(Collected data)
.....

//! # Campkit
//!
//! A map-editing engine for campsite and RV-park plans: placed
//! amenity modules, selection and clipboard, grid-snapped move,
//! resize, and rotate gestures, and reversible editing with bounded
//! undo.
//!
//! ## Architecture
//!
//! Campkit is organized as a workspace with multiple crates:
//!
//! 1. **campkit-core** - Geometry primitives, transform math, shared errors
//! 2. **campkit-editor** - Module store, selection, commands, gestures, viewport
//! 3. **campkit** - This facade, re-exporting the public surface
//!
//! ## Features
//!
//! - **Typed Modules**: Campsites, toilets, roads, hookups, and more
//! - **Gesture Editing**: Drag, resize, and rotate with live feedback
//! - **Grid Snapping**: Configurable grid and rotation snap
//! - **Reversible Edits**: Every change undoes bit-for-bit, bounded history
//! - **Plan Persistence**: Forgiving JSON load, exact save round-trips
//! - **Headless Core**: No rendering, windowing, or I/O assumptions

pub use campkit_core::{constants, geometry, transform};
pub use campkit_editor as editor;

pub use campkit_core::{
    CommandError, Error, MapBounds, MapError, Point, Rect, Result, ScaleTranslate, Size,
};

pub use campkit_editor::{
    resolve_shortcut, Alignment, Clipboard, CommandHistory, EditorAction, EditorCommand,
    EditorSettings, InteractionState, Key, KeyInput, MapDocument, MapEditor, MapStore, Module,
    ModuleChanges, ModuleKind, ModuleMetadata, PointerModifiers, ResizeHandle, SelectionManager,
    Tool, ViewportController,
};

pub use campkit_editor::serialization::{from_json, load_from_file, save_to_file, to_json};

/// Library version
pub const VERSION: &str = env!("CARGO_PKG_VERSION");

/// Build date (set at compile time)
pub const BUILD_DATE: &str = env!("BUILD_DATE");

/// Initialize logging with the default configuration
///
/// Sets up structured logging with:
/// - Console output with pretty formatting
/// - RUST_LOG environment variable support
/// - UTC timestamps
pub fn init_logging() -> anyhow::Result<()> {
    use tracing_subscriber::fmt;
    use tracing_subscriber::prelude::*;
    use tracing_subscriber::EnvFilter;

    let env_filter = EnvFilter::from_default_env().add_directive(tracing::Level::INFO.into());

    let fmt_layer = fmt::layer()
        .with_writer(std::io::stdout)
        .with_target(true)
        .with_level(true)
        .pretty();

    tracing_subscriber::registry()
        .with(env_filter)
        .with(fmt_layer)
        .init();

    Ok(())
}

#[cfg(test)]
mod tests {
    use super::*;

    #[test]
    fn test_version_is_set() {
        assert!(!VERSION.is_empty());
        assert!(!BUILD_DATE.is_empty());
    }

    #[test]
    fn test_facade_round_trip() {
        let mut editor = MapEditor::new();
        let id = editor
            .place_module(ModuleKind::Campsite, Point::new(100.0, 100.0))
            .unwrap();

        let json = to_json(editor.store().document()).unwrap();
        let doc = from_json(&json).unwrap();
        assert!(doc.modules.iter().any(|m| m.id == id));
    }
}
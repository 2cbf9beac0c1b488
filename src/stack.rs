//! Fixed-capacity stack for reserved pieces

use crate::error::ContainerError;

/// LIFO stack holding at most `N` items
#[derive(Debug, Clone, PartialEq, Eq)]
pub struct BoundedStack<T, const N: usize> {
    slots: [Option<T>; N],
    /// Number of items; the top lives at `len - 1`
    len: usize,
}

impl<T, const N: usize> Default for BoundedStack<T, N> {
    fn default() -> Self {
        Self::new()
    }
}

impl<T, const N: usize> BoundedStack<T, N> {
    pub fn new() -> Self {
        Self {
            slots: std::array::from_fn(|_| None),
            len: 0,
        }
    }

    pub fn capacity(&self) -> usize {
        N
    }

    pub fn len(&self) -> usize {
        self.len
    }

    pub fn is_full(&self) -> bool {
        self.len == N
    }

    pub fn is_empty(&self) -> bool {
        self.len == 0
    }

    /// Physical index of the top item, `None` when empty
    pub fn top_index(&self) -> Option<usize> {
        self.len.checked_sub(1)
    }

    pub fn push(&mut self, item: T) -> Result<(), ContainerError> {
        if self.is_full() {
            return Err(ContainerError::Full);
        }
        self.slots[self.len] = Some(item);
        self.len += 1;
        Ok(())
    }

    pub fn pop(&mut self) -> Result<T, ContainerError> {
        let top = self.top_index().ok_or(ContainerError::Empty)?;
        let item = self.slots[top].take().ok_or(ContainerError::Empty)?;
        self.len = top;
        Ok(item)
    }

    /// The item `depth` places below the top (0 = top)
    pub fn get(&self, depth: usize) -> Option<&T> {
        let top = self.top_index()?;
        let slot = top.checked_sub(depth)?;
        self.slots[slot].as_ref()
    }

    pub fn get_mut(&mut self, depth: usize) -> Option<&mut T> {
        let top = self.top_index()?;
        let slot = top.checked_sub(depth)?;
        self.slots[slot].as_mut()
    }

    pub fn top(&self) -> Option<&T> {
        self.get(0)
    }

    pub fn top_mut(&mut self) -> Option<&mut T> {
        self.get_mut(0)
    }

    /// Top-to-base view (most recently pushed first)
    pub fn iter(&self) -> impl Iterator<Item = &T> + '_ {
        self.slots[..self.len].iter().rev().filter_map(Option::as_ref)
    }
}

.....

**Exercise requirements**
Each line above is to be restated exactly as it stands.

**Answer section**
//! # Campkit
//!
//! A map-editing engine for campsite and RV-park plans: placed
//! amenity modules, selection and clipboard, grid-snapped move,
//! resize, and rotate gestures, and reversible editing with bounded
//! undo.
//!
//! ## Architecture
//!
//! Campkit is organized as a workspace with multiple crates:
//!
//! 1. **campkit-core** - Geometry primitives, transform math, shared errors
//! 2. **campkit-editor** - Module store, selection, commands, gestures, viewport
//! 3. **campkit** - This facade, re-exporting the public surface
//!
//! ## Features
//!
//! - **Typed Modules**: Campsites, toilets, roads, hookups, and more
//! - **Gesture Editing**: Drag, resize, and rotate with live feedback
//! - **Grid Snapping**: Configurable grid and rotation snap
//! - **Reversible Edits**: Every change undoes bit-for-bit, bounded history
//! - **Plan Persistence**: Forgiving JSON load, exact save round-trips
//! - **Headless Core**: No rendering, windowing, or I/O assumptions

pub use campkit_core::{constants, geometry, transform};
pub use campkit_editor as editor;

pub use campkit_core::{
    CommandError, Error, MapBounds, MapError, Point, Rect, Result, ScaleTranslate, Size,
};

pub use campkit_editor::{
    resolve_shortcut, Alignment, Clipboard, CommandHistory, EditorAction, EditorCommand,
    EditorSettings, InteractionState, Key, KeyInput, MapDocument, MapEditor, MapStore, Module,
    ModuleChanges, ModuleKind, ModuleMetadata, PointerModifiers, ResizeHandle, SelectionManager,
    Tool, ViewportController,
};

pub use campkit_editor::serialization::{from_json, load_from_file, save_to_file, to_json};

/// Library version
pub const VERSION: &str = env!("CARGO_PKG_VERSION");

/// Build date (set at compile time)
pub const BUILD_DATE: &str = env!("BUILD_DATE");

/// Initialize logging with the default configuration
///
/// Sets up structured logging with:
/// - Console output with pretty formatting
/// - RUST_LOG environment variable support
/// - UTC timestamps
pub fn init_logging() -> anyhow::Result<()> {
    use tracing_subscriber::fmt;
    use tracing_subscriber::prelude::*;
    use tracing_subscriber::EnvFilter;

    let env_filter = EnvFilter::from_default_env().add_directive(tracing::Level::INFO.into());

    let fmt_layer = fmt::layer()
        .with_writer(std::io::stdout)
        .with_target(true)
        .with_level(true)
        .pretty();

    tracing_subscriber::registry()
        .with(env_filter)
        .with(fmt_layer)
        .init();

    Ok(())
}

#[cfg(test)]
mod tests {
    use super::*;

    #[test]
    fn test_version_is_set() {
        assert!(!VERSION.is_empty());
        assert!(!BUILD_DATE.is_empty());
    }

    #[test]
    fn test_facade_round_trip() {
        let mut editor = MapEditor::new();
        let id = editor
            .place_module(ModuleKind::Campsite, Point::new(100.0, 100.0))
            .unwrap();

        let json = to_json(editor.store().document()).unwrap();
        let doc = from_json(&json).unwrap();
        assert!(doc.modules.iter().any(|m| m.id == id));
    }
}
repository 2cbf9beac0c1b488
filename src/stack.rs
//! Fixed-capacity stack for reserved pieces

use crate::error::ContainerError;

/// LIFO stack holding at most `N` items
#[derive(Debug, Clone, PartialEq, Eq)]
pub struct BoundedStack<T, const N: usize> {
    slots: [Option<T>; N],
    /// Number of items; the top lives at `len - 1`
    len: usize,
}

impl<T, const N: usize> Default for BoundedStack<T, N> {
    fn default() -> Self {
        Self::new()
    }
}

impl<T, const N: usize> BoundedStack<T, N> {
    pub fn new() -> Self {
        Self {
            slots: std::array::from_fn(|_| None),
            len: 0,
        }
    }

    pub fn capacity(&self) -> usize {
        N
    }

    pub fn len(&self) -> usize {
        self.len
    }

    pub fn is_full(&self) -> bool {
        self.len == N
    }

    pub fn is_empty(&self) -> bool {
        self.len == 0
    }

    /// Physical index of the top item, `None` when empty
    pub fn top_index(&self) -> Option<usize> {
        self.len.checked_sub(1)
    }

    pub fn push(&mut self, item: T) -> Result<(), ContainerError> {
        if self.is_full() {
            return Err(ContainerError::Full);
        }
        self.slots[self.len] = Some(item);
        self.len += 1;
        Ok(())
    }

    pub fn pop(&mut self) -> Result<T, ContainerError> {
        let top = self.top_index().ok_or(ContainerError::Empty)?;
        let item = self.slots[top].take().ok_or(ContainerError::Empty)?;
        self.len = top;
        Ok(item)
    }

    /// The item `depth` places below the top (0 = top)
    pub fn get(&self, depth: usize) -> Option<&T> {
        let top = self.top_index()?;
        let slot = top.checked_sub(depth)?;
        self.slots[slot].as_ref()
    }

    pub fn get_mut(&mut self, depth: usize) -> Option<&mut T> {
        let top = self.top_index()?;
        let slot = top.checked_sub(depth)?;
        self.slots[slot].as_mut()
    }

    pub fn top(&self) -> Option<&T> {
        self.get(0)
    }

    pub fn top_mut(&mut self) -> Option<&mut T> {
        self.get_mut(0)
    }

    /// Top-to-base view (most recently pushed first)
    pub fn iter(&self) -> impl Iterator<Item = &T> + '_ {
        self.slots[..self.len].iter().rev().filter_map(Option::as_ref)
    }
}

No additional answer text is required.